▶ [WHAT THE TASK REQUIRES]
Locate each line in the records containing "storage". Copy it.
+++ RECORD EXCERPTS
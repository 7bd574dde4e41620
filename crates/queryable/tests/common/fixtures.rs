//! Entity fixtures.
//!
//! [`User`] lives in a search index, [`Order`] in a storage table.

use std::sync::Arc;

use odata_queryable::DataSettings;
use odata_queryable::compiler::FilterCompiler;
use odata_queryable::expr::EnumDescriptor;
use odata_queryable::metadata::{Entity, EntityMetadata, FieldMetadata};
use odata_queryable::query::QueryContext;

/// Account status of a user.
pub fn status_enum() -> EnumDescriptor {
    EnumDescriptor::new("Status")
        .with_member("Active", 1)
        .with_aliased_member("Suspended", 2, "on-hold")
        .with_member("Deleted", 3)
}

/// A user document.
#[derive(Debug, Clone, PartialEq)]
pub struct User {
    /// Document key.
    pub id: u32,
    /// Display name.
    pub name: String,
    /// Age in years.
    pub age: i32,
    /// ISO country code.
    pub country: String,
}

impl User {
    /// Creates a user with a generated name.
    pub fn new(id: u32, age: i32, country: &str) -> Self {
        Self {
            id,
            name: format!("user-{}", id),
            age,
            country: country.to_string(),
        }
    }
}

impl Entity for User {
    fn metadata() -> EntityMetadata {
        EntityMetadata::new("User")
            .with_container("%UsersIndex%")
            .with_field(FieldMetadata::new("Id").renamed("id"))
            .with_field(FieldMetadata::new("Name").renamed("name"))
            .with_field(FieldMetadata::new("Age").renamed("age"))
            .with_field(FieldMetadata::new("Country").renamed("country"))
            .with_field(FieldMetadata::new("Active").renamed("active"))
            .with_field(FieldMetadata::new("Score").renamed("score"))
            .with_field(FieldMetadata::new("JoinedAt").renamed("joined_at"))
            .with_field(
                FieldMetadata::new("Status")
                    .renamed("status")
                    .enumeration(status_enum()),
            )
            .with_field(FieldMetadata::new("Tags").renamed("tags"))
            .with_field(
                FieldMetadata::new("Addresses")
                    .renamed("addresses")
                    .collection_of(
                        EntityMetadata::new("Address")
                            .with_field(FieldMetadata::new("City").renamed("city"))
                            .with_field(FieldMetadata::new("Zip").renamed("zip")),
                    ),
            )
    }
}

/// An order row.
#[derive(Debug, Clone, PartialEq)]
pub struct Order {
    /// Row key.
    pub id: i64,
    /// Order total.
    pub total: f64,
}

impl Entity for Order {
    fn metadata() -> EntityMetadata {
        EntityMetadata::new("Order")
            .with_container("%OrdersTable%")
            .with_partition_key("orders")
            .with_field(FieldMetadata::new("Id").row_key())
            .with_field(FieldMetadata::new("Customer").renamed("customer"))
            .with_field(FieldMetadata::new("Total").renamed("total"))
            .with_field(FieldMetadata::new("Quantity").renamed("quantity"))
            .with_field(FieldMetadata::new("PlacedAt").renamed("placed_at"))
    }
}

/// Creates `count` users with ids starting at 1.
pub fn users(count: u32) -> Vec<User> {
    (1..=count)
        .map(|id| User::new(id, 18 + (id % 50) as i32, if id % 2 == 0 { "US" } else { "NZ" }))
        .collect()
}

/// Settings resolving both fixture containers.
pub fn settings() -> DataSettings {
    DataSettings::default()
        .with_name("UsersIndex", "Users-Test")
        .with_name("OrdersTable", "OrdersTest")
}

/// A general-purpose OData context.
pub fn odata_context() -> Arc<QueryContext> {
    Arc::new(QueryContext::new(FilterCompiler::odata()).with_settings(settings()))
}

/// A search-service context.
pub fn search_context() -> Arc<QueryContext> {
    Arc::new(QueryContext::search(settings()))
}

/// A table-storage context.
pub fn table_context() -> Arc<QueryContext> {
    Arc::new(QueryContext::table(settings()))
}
++++++
▶ [SOLUTION TO THIS TASK]
//! [`User`] lives in a search index, [`Order`] in a storage table.
/// A table-storage context.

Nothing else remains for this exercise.